Évaluation des coûts et de la valeur de la prévention des blessures

L’évaluation des coûts directs et indirects des conséquences des accidents de la circulation est importante, parce qu’elle permet de mesurer la charge imposée à la société par les accidents corporels, et met en lumière le retour sur l’investissement en sécurité routière et les coûts et avantages relatifs aux différentes options de politique dans l’allocation des ressources1.

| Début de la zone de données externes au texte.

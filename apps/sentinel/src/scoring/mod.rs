//! Job scoring — pluggable, trait-based scorer plus batch analysis and filtering.
//!
//! Default: `LlmJobScorer` (Claude). Offline: `KeywordJobScorer` (deterministic).
//! The pipeline holds an `Arc<dyn JobScorer>`, chosen at startup via `SCORER`.

pub mod keyword;
pub mod llm;
pub mod prompts;

use std::time::Duration;

use async_trait::async_trait;
use tracing::{info, warn};

use crate::config::Recipient;
use crate::errors::SentinelError;
use crate::models::job::{JobEvaluation, JobPosting, ScoredJob};

/// Postings with shorter descriptions are not worth a scoring call.
pub const MIN_DESCRIPTION_CHARS: usize = 50;

/// The job scorer trait. Implement this to swap backends without touching
/// the pipeline.
#[async_trait]
pub trait JobScorer: Send + Sync {
    /// "llm" | "keyword" — for logs.
    fn backend(&self) -> &'static str;

    async fn evaluate(
        &self,
        job: &JobPosting,
        search_terms: &[String],
    ) -> Result<JobEvaluation, SentinelError>;
}

/// Evaluates postings one at a time, pausing `delay` between scorer calls.
///
/// Short descriptions are marked skipped without a call. Scorer failures are
/// logged and recorded as a permissive evaluation flagged `error` with
/// `fallback_score`, so a flaky API does not silently drop postings.
pub async fn analyze_batch(
    scorer: &dyn JobScorer,
    jobs: Vec<JobPosting>,
    search_terms: &[String],
    delay: Duration,
    fallback_score: u8,
) -> Vec<ScoredJob> {
    let total = jobs.len();
    let mut scored = Vec::with_capacity(total);
    let mut called = false;

    info!(backend = scorer.backend(), total, "Analyzing postings");

    for (i, job) in jobs.into_iter().enumerate() {
        if (i + 1) % 10 == 0 {
            info!("Evaluating {}/{}...", i + 1, total);
        }

        let description_chars = job.description.trim().chars().count();
        if description_chars < MIN_DESCRIPTION_CHARS {
            info!(
                title = %job.display_title(),
                description_chars,
                "Skipping posting with no/short description"
            );
            let evaluation = JobEvaluation::skipped("No description available - skipped");
            scored.push(ScoredJob { job, evaluation });
            continue;
        }

        if called && !delay.is_zero() {
            tokio::time::sleep(delay).await;
        }
        called = true;

        let evaluation = match scorer.evaluate(&job, search_terms).await {
            Ok(evaluation) => evaluation,
            Err(e) => {
                warn!(title = %job.display_title(), "Evaluation failed: {e}");
                let message: String = e.to_string().chars().take(50).collect();
                let mut evaluation =
                    JobEvaluation::permissive(fallback_score, format!("Scoring error: {message}"));
                evaluation.error = true;
                evaluation
            }
        };

        scored.push(ScoredJob { job, evaluation });
    }

    scored
}

/// Why postings were dropped by `filter_by_score`.
#[derive(Debug, Default, Clone, PartialEq, Eq)]
pub struct FilterReport {
    pub skipped: usize,
    pub keyword_mismatch: usize,
    pub not_entry_level: usize,
    pub phd_required: usize,
    pub below_threshold: usize,
    pub passed: usize,
}

/// Keeps evaluated postings that pass the criteria gate and reach `min_score`,
/// highest score first (ties keep scrape order).
pub fn filter_by_score(scored: Vec<ScoredJob>, min_score: u8) -> (Vec<ScoredJob>, FilterReport) {
    let mut report = FilterReport::default();
    let mut kept = Vec::new();

    for job in scored {
        let eval = &job.evaluation;
        if eval.skipped {
            report.skipped += 1;
        } else if !eval.keyword_match {
            report.keyword_mismatch += 1;
        } else if !eval.entry_level {
            report.not_entry_level += 1;
        } else if eval.requires_phd {
            report.phd_required += 1;
        } else if eval.score < min_score {
            report.below_threshold += 1;
        } else {
            kept.push(job);
        }
    }

    kept.sort_by(|a, b| b.evaluation.score.cmp(&a.evaluation.score));
    report.passed = kept.len();

    info!(
        skipped = report.skipped,
        keyword_mismatch = report.keyword_mismatch,
        not_entry_level = report.not_entry_level,
        phd_required = report.phd_required,
        below_threshold = report.below_threshold,
        passed = report.passed,
        min_score,
        "Filtered postings"
    );

    (kept, report)
}

/// Postings routed to one recipient: surfaced by one of their search terms,
/// and offering sponsorship if they need it.
pub fn jobs_for_recipient(jobs: &[ScoredJob], recipient: &Recipient) -> Vec<ScoredJob> {
    let terms: Vec<String> = recipient
        .search_terms
        .iter()
        .map(|t| t.trim().to_lowercase())
        .collect();

    jobs.iter()
        .filter(|j| terms.contains(&j.job.search_term.trim().to_lowercase()))
        .filter(|j| !recipient.needs_sponsorship || j.evaluation.visa_sponsorship)
        .cloned()
        .collect()
}
pub mod history;
pub mod snapshots;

Les insuffisances dans la collecte des données, la sous-déclaration importante des accidents corporels de la route, et la non-adoption d’une méthode universelle pour valoriser la prévention des décès et des blessures graves ne permettent pas de faire d’estimation précise de la valeur socio-économique de la prévention des conséquences d’accidents dans les PRFI. Toutefois, des estimations approximatives et prudentes ont été faites au niveau régional et mondial. Dans de nombreux pays à revenu élevé (PRE), la pratique efficace fournit des estimations plus fiables impliquant la mise à jour périodique des valeurs économiques pour prévenir différentes gravités de blessures, en utilisant la méthode du consentement à payer (voir le chapitre 11.4 pour plus de détails).

Estimations mondiales

Il y a plus de dix ans, on estimait que le coût socio-économique annuel moyen des accidents de la circulation représentait 1 % du PNB dans les pays à revenu faible, 1 5 % dans les pays à revenu intermédiaire, et 2 % dans les pays à revenu élevé (Jacobs et al, 2000) 2 3. Bien qu’elles reflètent un mélange de coûts directs et indirects, elles restent les meilleures estimations des coûts moyens pour différents contextes nationaux. Il est cependant probable que les coûts mondiaux soient significativement plus élevés, en particulier si la sous-déclaration des décès et des blessures dans les statistiques disponibles et les coûts liés à la souffrance sont entièrement pris en compte. Plus récemment, le Programme international d’Évaluation des Routes (iRAP) a calculé que les traumatismes graves coûtent maintenant au monde plus de 1,5 billion de dollars US par an (iRAP, 2012).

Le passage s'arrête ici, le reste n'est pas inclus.